DATA TO USE ->
>>>

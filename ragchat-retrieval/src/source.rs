//! Text sources: turning an ingestion identifier into raw text.
//!
//! The ingestion pipeline accepts opaque source identifiers (URLs or text
//! blobs). A [`TextSource`] resolves one identifier to the text that gets
//! embedded.

use async_trait::async_trait;

use crate::error::{RagError, Result};

/// Resolves a source identifier to raw text.
///
/// Implementations report every failure as [`RagError::SourceFetchFailed`]
/// so that a batch can record it against the identifier and move on.
#[async_trait]
pub trait TextSource: Send + Sync {
    /// Obtain the text behind `source`.
    async fn fetch(&self, source: &str) -> Result<String>;
}

/// A [`TextSource`] whose identifiers are the text itself.
#[derive(Debug, Clone, Copy, Default)]
pub struct RawTextSource;

#[async_trait]
impl TextSource for RawTextSource {
    async fn fetch(&self, source: &str) -> Result<String> {
        if source.trim().is_empty() {
            return Err(RagError::SourceFetchFailed {
                source_id: source.to_string(),
                message: "source text is empty".to_string(),
            });
        }
        Ok(source.to_string())
    }
}

#[cfg(feature = "fetch")]
pub use web::{WebTextSource, html_to_text};

#[cfg(feature = "fetch")]
mod web {
    use std::sync::LazyLock;
    use std::time::Duration;

    use async_trait::async_trait;
    use regex::Regex;
    use tracing::{debug, warn};

    use super::{RawTextSource, TextSource};
    use crate::error::{RagError, Result};

    const USER_AGENT: &str = "Mozilla/5.0";

    static NON_CONTENT: LazyLock<Vec<Regex>> = LazyLock::new(|| {
        ["script", "style", "noscript", "iframe"]
            .iter()
            .map(|tag| {
                Regex::new(&format!(r"(?is)<{tag}\b[^>]*>.*?</{tag}\s*>"))
                    .expect("unreachable error: invalid element pattern")
            })
            .chain(["meta", "link"].iter().map(|tag| {
                Regex::new(&format!(r"(?is)<{tag}\b[^>]*>"))
                    .expect("unreachable error: invalid element pattern")
            }))
            .collect()
    });
    static COMMENT: LazyLock<Regex> = LazyLock::new(|| {
        Regex::new(r"(?s)<!--.*?-->").expect("unreachable error: invalid comment pattern")
    });
    static BODY: LazyLock<Regex> = LazyLock::new(|| {
        Regex::new(r"(?is)<body\b[^>]*>(.*)</body\s*>")
            .expect("unreachable error: invalid body pattern")
    });
    static TAG: LazyLock<Regex> = LazyLock::new(|| {
        Regex::new(r"(?s)<[^>]*>").expect("unreachable error: invalid tag pattern")
    });
    static WHITESPACE: LazyLock<Regex> =
        LazyLock::new(|| Regex::new(r"\s+").expect("unreachable error: invalid space pattern"));

    /// Reduce an HTML page to its visible body text.
    ///
    /// Drops non-content elements, strips the remaining tags, decodes the
    /// common entities and collapses runs of whitespace into single spaces.
    pub fn html_to_text(html: &str) -> String {
        let mut cleaned = COMMENT.replace_all(html, " ").into_owned();
        for pattern in NON_CONTENT.iter() {
            cleaned = pattern.replace_all(&cleaned, " ").into_owned();
        }
        let body = BODY
            .captures(&cleaned)
            .and_then(|c| c.get(1))
            .map(|m| m.as_str().to_string())
            .unwrap_or(cleaned);
        let text = TAG.replace_all(&body, " ");
        let text = decode_entities(&text);
        WHITESPACE.replace_all(&text, " ").trim().to_string()
    }

    fn decode_entities(text: &str) -> String {
        // &amp; last so that "&amp;lt;" decodes to "&lt;" and not "<".
        text.replace("&nbsp;", " ")
            .replace("&lt;", "<")
            .replace("&gt;", ">")
            .replace("&quot;", "\"")
            .replace("&#39;", "'")
            .replace("&apos;", "'")
            .replace("&amp;", "&")
    }

    /// A [`TextSource`] that downloads `http(s)://` identifiers and treats
    /// anything else as raw text.
    ///
    /// # Example
    ///
    /// ```rust,ignore
    /// use ragchat_retrieval::{TextSource, WebTextSource};
    ///
    /// let source = WebTextSource::new();
    /// let text = source.fetch("https://en.wikipedia.org/wiki/Zomato").await?;
    /// ```
    #[derive(Debug, Clone)]
    pub struct WebTextSource {
        client: reqwest::Client,
    }

    impl Default for WebTextSource {
        fn default() -> Self {
            Self::new()
        }
    }

    impl WebTextSource {
        /// Create a source with a 30 second download timeout.
        pub fn new() -> Self {
            let client = reqwest::Client::builder()
                .user_agent(USER_AGENT)
                .timeout(Duration::from_secs(30))
                .build()
                .unwrap_or_default();
            Self { client }
        }

        /// Use a preconfigured HTTP client.
        pub fn with_client(client: reqwest::Client) -> Self {
            Self { client }
        }

        fn failed(source: &str, message: impl Into<String>) -> RagError {
            RagError::SourceFetchFailed { source_id: source.to_string(), message: message.into() }
        }
    }

    pub(super) fn is_url(source: &str) -> bool {
        let s = source.trim_start();
        s.starts_with("http://") || s.starts_with("https://")
    }

    #[async_trait]
    impl TextSource for WebTextSource {
        async fn fetch(&self, source: &str) -> Result<String> {
            if !is_url(source) {
                return RawTextSource.fetch(source).await;
            }

            let url = source.trim();
            debug!(url, "fetching source");
            let response = self
                .client
                .get(url)
                .header(reqwest::header::USER_AGENT, USER_AGENT)
                .send()
                .await
                .map_err(|e| {
                    warn!(url, error = %e, "source download failed");
                    Self::failed(source, format!("request failed: {e}"))
                })?;

            let status = response.status();
            if !status.is_success() {
                warn!(url, %status, "source returned an error status");
                return Err(Self::failed(source, format!("server returned {status}")));
            }

            let html = response
                .text()
                .await
                .map_err(|e| Self::failed(source, format!("failed to read body: {e}")))?;
            let text = html_to_text(&html);
            if text.is_empty() {
                return Err(Self::failed(source, "page contains no text"));
            }

            debug!(url, text_len = text.len(), "extracted text");
            Ok(text)
        }
    }

    #[cfg(test)]
    mod tests {
        use super::*;

        #[test]
        fn strips_non_content_and_collapses_whitespace() {
            let html = r#"<html><head><title>t</title><meta charset="utf-8">
                <link rel="stylesheet" href="a.css"><style>body { color: red }</style></head>
                <body><script>var x = "<p>";</script>
                <h1>Zomato</h1>  <p>Share price
                rose&nbsp;5% &amp; more</p><noscript>enable js</noscript>
                <iframe src="ad.html">frame</iframe><!-- hidden --></body></html>"#;
            assert_eq!(html_to_text(html), "Zomato Share price rose 5% & more");
        }

        #[test]
        fn documents_without_body_keep_all_text() {
            assert_eq!(html_to_text("<p>plain</p> text"), "plain text");
        }

        #[test]
        fn only_http_schemes_are_urls() {
            assert!(is_url("https://example.com"));
            assert!(is_url("  http://example.com"));
            assert!(!is_url("ftp://example.com"));
            assert!(!is_url("Zomato share price rose 5%"));
        }

        #[tokio::test]
        async fn raw_text_passes_through() {
            let text = WebTextSource::new().fetch("Weather forecast").await.unwrap();
            assert_eq!(text, "Weather forecast");
        }
    }
}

<<<

WHAT YOU HAVE TO DO ->
What lines above hold the word "format"? Pull each one out.

RESPONSE TO THIS TASK ->
                Regex::new(&format!(r"(?is)<{tag}\b[^>]*>.*?</{tag}\s*>"))
                Regex::new(&format!(r"(?is)<{tag}\b[^>]*>"))
                    Self::failed(source, format!("request failed: {e}"))
                return Err(Self::failed(source, format!("server returned {status}")));
                .map_err(|e| Self::failed(source, format!("failed to read body: {e}")))?;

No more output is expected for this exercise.